[Saved data entries]
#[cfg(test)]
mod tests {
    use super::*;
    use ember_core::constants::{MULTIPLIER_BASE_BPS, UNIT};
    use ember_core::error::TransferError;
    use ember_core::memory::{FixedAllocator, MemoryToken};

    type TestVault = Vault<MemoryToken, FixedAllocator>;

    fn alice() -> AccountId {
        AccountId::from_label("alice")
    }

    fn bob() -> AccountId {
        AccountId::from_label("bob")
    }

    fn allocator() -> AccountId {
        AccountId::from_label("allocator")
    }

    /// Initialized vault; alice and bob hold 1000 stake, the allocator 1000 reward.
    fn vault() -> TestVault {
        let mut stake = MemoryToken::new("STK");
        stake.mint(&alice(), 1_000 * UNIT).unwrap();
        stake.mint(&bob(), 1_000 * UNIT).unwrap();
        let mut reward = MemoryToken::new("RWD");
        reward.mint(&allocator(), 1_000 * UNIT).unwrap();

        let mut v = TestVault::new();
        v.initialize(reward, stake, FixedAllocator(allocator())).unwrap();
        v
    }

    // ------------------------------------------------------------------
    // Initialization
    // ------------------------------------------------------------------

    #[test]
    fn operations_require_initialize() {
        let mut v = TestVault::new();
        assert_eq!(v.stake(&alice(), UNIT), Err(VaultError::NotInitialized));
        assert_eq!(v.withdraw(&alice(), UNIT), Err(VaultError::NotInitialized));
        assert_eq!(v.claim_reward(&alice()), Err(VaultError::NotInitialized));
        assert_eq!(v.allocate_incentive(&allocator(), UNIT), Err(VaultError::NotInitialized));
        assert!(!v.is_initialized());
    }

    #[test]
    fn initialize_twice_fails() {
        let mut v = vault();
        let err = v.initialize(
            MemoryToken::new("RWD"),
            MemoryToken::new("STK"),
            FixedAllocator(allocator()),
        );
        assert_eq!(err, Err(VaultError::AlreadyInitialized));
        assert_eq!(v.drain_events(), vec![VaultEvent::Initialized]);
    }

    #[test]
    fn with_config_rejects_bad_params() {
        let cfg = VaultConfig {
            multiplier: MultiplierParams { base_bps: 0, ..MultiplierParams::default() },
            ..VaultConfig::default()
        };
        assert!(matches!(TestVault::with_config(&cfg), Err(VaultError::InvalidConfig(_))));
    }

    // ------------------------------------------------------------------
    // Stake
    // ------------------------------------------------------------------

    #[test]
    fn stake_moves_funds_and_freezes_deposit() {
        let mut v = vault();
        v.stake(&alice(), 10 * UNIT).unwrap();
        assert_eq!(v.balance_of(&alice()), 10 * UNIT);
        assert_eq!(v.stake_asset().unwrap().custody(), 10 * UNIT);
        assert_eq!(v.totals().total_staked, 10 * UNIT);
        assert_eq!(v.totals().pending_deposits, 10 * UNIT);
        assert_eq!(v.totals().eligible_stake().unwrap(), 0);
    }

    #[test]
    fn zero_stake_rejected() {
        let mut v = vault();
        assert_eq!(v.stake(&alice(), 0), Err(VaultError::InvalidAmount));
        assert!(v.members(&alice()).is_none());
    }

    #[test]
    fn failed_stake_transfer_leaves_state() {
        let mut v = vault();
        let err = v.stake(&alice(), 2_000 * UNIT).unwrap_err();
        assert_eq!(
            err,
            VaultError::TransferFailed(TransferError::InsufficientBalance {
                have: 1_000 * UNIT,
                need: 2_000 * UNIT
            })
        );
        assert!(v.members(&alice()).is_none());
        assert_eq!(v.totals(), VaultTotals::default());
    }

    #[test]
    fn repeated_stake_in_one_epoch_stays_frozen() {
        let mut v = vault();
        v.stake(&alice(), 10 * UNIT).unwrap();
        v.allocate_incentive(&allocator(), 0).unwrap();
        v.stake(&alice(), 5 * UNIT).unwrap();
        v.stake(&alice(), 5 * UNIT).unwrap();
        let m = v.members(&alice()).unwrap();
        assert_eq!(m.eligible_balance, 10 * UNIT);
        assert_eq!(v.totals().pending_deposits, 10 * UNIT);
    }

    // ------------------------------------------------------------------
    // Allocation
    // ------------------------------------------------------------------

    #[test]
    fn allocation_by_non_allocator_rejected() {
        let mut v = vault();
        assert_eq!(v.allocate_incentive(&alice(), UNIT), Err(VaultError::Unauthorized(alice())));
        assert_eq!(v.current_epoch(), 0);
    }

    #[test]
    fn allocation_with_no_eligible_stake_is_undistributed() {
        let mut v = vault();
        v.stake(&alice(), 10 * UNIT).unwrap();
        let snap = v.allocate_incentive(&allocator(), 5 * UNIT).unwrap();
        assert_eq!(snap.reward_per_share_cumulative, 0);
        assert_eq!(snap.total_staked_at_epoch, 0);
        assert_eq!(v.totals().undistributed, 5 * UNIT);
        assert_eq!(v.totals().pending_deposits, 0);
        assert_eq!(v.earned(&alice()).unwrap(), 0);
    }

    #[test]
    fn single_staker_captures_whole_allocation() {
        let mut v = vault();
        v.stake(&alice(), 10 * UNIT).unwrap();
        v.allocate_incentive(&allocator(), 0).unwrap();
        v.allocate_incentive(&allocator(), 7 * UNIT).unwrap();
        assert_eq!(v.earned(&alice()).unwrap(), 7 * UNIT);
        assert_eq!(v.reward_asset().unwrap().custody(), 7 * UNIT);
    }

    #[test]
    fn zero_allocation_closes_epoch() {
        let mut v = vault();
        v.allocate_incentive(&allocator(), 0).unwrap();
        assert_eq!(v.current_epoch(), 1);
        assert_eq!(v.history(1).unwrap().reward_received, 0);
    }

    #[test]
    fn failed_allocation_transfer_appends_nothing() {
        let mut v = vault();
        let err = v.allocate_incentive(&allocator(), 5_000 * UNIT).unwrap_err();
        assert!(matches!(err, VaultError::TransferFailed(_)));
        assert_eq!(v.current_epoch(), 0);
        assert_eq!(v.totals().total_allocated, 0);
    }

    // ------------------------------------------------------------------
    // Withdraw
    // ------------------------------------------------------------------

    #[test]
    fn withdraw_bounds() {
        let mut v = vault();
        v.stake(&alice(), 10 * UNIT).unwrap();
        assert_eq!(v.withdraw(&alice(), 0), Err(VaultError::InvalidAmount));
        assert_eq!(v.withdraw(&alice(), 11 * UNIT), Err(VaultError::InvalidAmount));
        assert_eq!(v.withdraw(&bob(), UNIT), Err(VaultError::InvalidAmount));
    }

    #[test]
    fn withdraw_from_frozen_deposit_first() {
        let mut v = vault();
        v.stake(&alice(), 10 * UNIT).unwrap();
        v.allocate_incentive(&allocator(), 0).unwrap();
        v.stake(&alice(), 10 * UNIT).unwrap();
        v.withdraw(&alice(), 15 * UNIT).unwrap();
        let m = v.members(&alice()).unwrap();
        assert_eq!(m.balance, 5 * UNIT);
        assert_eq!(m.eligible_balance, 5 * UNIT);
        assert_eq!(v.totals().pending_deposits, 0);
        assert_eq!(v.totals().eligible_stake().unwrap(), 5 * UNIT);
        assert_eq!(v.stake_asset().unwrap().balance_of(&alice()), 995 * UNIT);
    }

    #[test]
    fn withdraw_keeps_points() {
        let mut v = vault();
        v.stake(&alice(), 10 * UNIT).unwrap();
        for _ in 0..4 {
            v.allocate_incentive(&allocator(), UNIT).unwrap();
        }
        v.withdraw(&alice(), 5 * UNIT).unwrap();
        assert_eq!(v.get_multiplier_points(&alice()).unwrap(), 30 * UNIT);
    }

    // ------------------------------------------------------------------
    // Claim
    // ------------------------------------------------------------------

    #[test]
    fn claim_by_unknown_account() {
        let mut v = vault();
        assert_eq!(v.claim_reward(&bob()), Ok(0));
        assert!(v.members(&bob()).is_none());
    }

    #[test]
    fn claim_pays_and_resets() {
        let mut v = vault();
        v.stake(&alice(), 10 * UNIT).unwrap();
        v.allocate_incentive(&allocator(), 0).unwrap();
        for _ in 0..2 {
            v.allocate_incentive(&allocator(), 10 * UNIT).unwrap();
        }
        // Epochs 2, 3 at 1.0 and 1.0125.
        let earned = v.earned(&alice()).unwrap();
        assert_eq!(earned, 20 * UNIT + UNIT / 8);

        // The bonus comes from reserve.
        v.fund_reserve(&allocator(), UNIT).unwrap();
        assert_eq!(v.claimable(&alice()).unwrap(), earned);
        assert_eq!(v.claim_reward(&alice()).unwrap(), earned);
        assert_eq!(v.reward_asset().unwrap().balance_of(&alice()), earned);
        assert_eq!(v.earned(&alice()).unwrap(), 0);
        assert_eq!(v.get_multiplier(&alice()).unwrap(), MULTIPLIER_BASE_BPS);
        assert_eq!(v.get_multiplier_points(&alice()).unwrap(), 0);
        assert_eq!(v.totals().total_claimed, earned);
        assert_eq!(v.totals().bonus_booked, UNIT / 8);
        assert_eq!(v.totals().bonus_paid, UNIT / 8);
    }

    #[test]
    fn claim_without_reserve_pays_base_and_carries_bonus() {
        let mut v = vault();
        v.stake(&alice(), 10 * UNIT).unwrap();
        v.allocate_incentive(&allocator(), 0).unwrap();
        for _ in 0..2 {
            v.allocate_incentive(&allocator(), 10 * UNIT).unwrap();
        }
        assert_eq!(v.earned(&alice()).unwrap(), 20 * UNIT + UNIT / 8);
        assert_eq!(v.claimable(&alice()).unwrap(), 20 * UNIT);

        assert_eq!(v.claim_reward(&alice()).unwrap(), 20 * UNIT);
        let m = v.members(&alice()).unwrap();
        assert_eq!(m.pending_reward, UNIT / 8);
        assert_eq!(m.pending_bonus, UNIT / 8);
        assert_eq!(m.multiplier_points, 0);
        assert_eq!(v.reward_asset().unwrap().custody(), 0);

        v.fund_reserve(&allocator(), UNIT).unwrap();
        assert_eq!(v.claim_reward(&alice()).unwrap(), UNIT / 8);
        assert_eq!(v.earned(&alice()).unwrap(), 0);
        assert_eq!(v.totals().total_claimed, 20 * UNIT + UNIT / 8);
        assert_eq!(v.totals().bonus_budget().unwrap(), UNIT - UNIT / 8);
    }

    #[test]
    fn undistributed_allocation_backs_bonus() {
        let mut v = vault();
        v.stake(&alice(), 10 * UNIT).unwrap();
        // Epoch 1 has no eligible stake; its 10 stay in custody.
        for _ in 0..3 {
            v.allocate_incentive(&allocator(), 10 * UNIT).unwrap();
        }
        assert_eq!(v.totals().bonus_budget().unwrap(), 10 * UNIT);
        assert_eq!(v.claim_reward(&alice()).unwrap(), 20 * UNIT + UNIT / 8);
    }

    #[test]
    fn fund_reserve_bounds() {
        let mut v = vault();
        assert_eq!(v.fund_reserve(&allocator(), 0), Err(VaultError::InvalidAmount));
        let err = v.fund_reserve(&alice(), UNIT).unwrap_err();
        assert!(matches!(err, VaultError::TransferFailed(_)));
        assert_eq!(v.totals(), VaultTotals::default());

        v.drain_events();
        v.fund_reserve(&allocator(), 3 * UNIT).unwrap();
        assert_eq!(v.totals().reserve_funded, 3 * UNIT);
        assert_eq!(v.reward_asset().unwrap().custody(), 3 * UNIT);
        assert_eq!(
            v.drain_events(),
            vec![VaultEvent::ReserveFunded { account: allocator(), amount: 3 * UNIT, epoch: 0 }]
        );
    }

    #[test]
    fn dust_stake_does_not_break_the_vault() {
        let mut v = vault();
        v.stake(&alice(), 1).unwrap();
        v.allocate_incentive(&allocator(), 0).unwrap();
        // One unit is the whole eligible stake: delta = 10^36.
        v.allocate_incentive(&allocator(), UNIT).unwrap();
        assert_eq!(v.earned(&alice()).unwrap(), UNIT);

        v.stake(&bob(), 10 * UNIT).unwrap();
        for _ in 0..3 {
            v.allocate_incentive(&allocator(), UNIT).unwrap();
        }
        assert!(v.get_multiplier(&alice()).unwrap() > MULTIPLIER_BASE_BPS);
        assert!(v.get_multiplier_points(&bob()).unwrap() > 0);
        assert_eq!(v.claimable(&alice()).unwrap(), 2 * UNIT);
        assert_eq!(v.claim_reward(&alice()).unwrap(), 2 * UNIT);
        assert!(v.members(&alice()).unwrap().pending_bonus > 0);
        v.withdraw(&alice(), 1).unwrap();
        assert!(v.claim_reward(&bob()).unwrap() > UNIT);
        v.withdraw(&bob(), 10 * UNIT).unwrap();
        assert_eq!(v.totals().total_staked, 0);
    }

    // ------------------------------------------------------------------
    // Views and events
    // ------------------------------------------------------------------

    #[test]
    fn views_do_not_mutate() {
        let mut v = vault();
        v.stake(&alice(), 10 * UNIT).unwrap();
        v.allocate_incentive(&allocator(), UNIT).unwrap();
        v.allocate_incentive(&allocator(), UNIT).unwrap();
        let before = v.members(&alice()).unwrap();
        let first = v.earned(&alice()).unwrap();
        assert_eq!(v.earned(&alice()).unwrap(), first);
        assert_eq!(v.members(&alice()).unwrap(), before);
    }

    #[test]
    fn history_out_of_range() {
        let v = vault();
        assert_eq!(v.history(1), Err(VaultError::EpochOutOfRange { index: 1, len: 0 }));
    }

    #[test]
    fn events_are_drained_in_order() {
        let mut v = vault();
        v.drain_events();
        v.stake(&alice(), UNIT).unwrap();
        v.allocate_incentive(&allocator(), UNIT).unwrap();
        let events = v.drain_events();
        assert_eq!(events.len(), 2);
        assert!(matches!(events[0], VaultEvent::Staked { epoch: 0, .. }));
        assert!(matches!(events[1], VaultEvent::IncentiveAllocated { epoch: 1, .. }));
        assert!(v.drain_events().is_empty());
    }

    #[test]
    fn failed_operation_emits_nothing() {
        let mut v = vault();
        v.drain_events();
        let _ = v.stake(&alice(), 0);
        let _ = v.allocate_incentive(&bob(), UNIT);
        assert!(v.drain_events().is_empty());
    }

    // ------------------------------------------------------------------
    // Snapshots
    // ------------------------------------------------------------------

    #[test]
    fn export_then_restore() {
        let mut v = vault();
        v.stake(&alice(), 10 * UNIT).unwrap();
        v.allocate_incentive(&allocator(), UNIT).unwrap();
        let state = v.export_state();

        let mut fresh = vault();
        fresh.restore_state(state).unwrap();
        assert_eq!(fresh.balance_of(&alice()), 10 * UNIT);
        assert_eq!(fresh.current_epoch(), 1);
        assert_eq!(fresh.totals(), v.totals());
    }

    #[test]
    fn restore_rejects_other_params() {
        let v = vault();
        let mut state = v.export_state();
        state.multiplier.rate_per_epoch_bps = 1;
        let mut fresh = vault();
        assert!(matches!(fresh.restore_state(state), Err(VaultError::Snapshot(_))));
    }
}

● **PROBLEM**
Verbatim output is expected for the lines from the start of the data to the line in which "type TestVault = Vault<MemoryToken, FixedAllocator>;" appears, both included.

● **ANSWER TO THIS PROBLEM**
#[cfg(test)]
mod tests {
    use super::*;
    use ember_core::constants::{MULTIPLIER_BASE_BPS, UNIT};
    use ember_core::error::TransferError;
    use ember_core::memory::{FixedAllocator, MemoryToken};

    type TestVault = Vault<MemoryToken, FixedAllocator>;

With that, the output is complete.